Find the string "filename" in the entries and copy each line that has it.

===== MATERIAL FOR THIS EXERCISE

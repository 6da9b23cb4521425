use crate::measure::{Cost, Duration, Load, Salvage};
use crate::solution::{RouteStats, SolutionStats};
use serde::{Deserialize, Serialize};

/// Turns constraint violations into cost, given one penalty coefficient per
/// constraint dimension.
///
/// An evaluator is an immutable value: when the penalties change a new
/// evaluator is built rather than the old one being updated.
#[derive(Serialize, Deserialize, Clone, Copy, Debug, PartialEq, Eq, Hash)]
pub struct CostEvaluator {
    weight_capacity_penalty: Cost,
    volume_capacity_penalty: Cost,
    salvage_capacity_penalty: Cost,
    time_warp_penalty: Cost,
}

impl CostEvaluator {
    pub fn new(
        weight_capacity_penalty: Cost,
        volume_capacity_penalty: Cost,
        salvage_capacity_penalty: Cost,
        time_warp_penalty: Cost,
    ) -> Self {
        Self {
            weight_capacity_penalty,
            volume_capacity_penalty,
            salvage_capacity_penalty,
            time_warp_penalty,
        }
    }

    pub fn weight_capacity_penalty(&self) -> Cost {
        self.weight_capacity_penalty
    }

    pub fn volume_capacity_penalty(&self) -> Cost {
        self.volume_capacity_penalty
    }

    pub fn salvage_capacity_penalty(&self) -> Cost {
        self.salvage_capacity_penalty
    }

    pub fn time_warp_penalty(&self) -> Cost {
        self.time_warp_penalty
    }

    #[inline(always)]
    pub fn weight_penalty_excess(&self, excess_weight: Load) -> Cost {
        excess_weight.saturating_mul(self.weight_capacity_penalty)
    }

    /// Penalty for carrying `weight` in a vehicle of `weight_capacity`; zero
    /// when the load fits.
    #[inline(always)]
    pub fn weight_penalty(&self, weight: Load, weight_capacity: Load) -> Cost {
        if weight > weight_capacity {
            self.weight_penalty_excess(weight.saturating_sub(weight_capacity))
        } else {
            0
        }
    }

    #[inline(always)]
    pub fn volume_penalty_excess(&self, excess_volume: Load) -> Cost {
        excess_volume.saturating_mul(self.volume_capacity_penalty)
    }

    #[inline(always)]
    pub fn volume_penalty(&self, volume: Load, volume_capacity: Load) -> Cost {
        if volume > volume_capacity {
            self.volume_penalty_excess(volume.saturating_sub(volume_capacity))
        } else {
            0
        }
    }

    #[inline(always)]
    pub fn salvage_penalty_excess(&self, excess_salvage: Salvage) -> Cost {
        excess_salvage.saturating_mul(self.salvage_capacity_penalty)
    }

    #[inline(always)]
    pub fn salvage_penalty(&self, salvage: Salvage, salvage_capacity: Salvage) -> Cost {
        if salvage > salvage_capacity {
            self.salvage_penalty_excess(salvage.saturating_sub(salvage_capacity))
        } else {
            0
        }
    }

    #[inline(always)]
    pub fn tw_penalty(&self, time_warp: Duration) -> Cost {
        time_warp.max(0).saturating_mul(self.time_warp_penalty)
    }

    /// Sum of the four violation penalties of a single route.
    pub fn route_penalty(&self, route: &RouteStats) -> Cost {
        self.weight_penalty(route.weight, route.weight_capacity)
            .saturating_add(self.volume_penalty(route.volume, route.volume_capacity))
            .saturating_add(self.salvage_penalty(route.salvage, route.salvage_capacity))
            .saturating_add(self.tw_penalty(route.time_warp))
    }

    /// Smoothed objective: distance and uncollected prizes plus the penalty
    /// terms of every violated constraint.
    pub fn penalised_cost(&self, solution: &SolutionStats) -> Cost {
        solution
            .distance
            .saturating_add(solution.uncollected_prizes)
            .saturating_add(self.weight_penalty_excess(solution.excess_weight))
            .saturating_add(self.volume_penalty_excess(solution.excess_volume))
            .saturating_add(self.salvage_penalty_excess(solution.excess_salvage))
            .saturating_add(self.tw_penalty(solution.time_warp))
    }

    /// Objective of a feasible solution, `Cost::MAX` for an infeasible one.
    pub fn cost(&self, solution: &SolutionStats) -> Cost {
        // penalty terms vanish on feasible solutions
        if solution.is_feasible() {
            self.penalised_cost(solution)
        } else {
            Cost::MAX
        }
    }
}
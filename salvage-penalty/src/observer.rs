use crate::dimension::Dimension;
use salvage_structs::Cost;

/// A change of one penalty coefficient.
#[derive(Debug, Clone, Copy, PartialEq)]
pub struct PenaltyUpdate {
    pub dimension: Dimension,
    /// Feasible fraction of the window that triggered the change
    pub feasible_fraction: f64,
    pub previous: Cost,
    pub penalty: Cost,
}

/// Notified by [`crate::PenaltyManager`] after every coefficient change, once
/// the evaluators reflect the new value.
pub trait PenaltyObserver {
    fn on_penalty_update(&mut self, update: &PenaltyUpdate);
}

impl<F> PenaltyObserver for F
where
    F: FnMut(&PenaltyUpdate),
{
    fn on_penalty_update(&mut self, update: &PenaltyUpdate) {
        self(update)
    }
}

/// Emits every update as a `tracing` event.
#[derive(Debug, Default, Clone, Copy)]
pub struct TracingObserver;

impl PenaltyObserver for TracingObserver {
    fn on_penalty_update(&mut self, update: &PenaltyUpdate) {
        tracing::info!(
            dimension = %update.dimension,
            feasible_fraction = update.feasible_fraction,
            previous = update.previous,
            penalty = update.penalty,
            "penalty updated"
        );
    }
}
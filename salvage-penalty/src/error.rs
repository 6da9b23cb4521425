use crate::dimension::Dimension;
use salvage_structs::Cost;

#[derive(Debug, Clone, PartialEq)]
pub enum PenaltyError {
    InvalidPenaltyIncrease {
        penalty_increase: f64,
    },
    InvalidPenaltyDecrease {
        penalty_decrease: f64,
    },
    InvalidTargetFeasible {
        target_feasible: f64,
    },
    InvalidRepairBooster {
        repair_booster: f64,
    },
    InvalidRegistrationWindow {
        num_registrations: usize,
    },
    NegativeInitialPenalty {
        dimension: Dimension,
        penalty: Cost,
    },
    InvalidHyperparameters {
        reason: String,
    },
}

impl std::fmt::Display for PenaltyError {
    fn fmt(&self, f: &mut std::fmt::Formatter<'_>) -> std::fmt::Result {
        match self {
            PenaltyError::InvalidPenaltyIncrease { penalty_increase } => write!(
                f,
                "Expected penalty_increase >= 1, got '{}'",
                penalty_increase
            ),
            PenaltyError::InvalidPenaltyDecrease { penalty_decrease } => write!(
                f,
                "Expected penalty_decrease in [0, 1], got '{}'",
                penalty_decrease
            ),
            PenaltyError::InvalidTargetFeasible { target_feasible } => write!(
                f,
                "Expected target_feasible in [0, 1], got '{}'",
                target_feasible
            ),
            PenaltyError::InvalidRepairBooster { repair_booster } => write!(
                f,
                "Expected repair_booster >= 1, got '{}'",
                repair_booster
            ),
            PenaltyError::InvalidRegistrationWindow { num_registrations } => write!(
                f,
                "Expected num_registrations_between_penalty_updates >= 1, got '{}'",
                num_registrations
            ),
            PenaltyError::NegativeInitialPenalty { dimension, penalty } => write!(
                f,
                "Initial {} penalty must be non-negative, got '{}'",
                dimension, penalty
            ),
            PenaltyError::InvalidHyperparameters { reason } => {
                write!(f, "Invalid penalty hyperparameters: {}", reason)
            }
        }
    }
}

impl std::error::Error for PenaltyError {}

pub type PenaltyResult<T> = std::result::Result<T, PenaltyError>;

==========

• _RESULT OF THE EXERCISE_:
filename salvage-penalty/src/observer.rs
filename salvage-penalty/src/error.rs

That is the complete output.